═══ Provided records ═══

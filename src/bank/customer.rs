use super::{Account, AccountNumber, Amount, Timestamp, TransactionError};

use std::collections::BTreeMap;
use tracing::debug;

/// A customer owns their accounts, keyed by account number.
///
/// Accounts are kept ordered by account number so that anything iterating
/// over them (statements, reports) is deterministic.
#[derive(Debug, Clone, PartialEq)]
pub struct Customer {
    name: String,
    accounts: BTreeMap<AccountNumber, Account>,
}

impl Customer {
    pub fn new(name: impl Into<String>) -> Self {
        Self {
            name: name.into(),
            accounts: BTreeMap::new(),
        }
    }

    pub fn name(&self) -> &str {
        &self.name
    }

    /// Open an account for this customer.
    ///
    /// If the customer already held an account with the same number, it is
    /// replaced and returned.
    pub fn open_account(&mut self, account: Account) -> Option<Account> {
        self.accounts
            .insert(account.account_number().to_owned(), account)
    }

    /// Builder-style variant of `open_account`.
    pub fn with_account(mut self, account: Account) -> Self {
        self.open_account(account);
        self
    }

    pub fn accounts(&self) -> impl Iterator<Item = &Account> {
        self.accounts.values()
    }

    pub fn account(&self, account_number: &str) -> Option<&Account> {
        self.accounts.get(account_number)
    }

    pub fn account_mut(&mut self, account_number: &str) -> Option<&mut Account> {
        self.accounts.get_mut(account_number)
    }

    pub fn number_of_accounts(&self) -> usize {
        self.accounts.len()
    }

    /// Move `amount` from one of the customer's accounts to another, now.
    pub fn transfer(&mut self, from: &str, to: &str, amount: Amount) -> Result<(), TransactionError> {
        self.transfer_at(from, to, amount, chrono::Utc::now())
    }

    /// Move `amount` between two of the customer's accounts.
    ///
    /// Both legs share the same timestamp. Everything that could fail is
    /// checked before either ledger is touched, so a failed transfer leaves
    /// both accounts unchanged.
    pub fn transfer_at(
        &mut self,
        from: &str,
        to: &str,
        amount: Amount,
        at: Timestamp,
    ) -> Result<(), TransactionError> {
        if amount <= Amount::ZERO {
            return Err(TransactionError::InvalidAmount(amount));
        }
        if from == to {
            return Err(TransactionError::SameAccount(from.to_owned()));
        }

        let from_balance = self
            .account(from)
            .ok_or_else(|| TransactionError::UnknownAccount(from.to_owned()))?
            .balance();
        let to_balance = self
            .account(to)
            .ok_or_else(|| TransactionError::UnknownAccount(to.to_owned()))?
            .balance();

        from_balance
            .checked_sub(amount)
            .ok_or(TransactionError::Overflow(amount))?;
        to_balance
            .checked_add(amount)
            .ok_or(TransactionError::Overflow(amount))?;

        // Both accounts exist and both legs fit, so neither call below can fail.
        if let Some(account) = self.account_mut(from) {
            account.withdraw_at(amount, at)?;
        }
        if let Some(account) = self.account_mut(to) {
            account.deposit_at(amount, at)?;
        }

        debug!(customer = %self.name, from, to, %amount, "transferred");

        Ok(())
    }
}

═══

Exercise objective -
Output the whole listing exactly as given.

Solution for this problem -
filename src/bank/customer.rs
use super::{Account, AccountNumber, Amount, Timestamp, TransactionError};

use std::collections::BTreeMap;
use tracing::debug;

/// A customer owns their accounts, keyed by account number.
///
/// Accounts are kept ordered by account number so that anything iterating
/// over them (statements, reports) is deterministic.
#[derive(Debug, Clone, PartialEq)]
pub struct Customer {
    name: String,
    accounts: BTreeMap<AccountNumber, Account>,
}

impl Customer {
    pub fn new(name: impl Into<String>) -> Self {
        Self {
            name: name.into(),
            accounts: BTreeMap::new(),
        }
    }

    pub fn name(&self) -> &str {
        &self.name
    }

    /// Open an account for this customer.
    ///
    /// If the customer already held an account with the same number, it is
    /// replaced and returned.
    pub fn open_account(&mut self, account: Account) -> Option<Account> {
        self.accounts
            .insert(account.account_number().to_owned(), account)
    }

    /// Builder-style variant of `open_account`.
    pub fn with_account(mut self, account: Account) -> Self {
        self.open_account(account);
        self
    }

    pub fn accounts(&self) -> impl Iterator<Item = &Account> {
        self.accounts.values()
    }

    pub fn account(&self, account_number: &str) -> Option<&Account> {
        self.accounts.get(account_number)
    }

    pub fn account_mut(&mut self, account_number: &str) -> Option<&mut Account> {
        self.accounts.get_mut(account_number)
    }

    pub fn number_of_accounts(&self) -> usize {
        self.accounts.len()
    }

    /// Move `amount` from one of the customer's accounts to another, now.
    pub fn transfer(&mut self, from: &str, to: &str, amount: Amount) -> Result<(), TransactionError> {
        self.transfer_at(from, to, amount, chrono::Utc::now())
    }

    /// Move `amount` between two of the customer's accounts.
    ///
    /// Both legs share the same timestamp. Everything that could fail is
    /// checked before either ledger is touched, so a failed transfer leaves
    /// both accounts unchanged.
    pub fn transfer_at(
        &mut self,
        from: &str,
        to: &str,
        amount: Amount,
        at: Timestamp,
    ) -> Result<(), TransactionError> {
        if amount <= Amount::ZERO {
            return Err(TransactionError::InvalidAmount(amount));
        }
        if from == to {
            return Err(TransactionError::SameAccount(from.to_owned()));
        }

        let from_balance = self
            .account(from)
            .ok_or_else(|| TransactionError::UnknownAccount(from.to_owned()))?
            .balance();
        let to_balance = self
            .account(to)
            .ok_or_else(|| TransactionError::UnknownAccount(to.to_owned()))?
            .balance();

        from_balance
            .checked_sub(amount)
            .ok_or(TransactionError::Overflow(amount))?;
        to_balance
            .checked_add(amount)
            .ok_or(TransactionError::Overflow(amount))?;

        // Both accounts exist and both legs fit, so neither call below can fail.
        if let Some(account) = self.account_mut(from) {
            account.withdraw_at(amount, at)?;
        }
        if let Some(account) = self.account_mut(to) {
            account.deposit_at(amount, at)?;
        }

        debug!(customer = %self.name, from, to, %amount, "transferred");

        Ok(())
    }
}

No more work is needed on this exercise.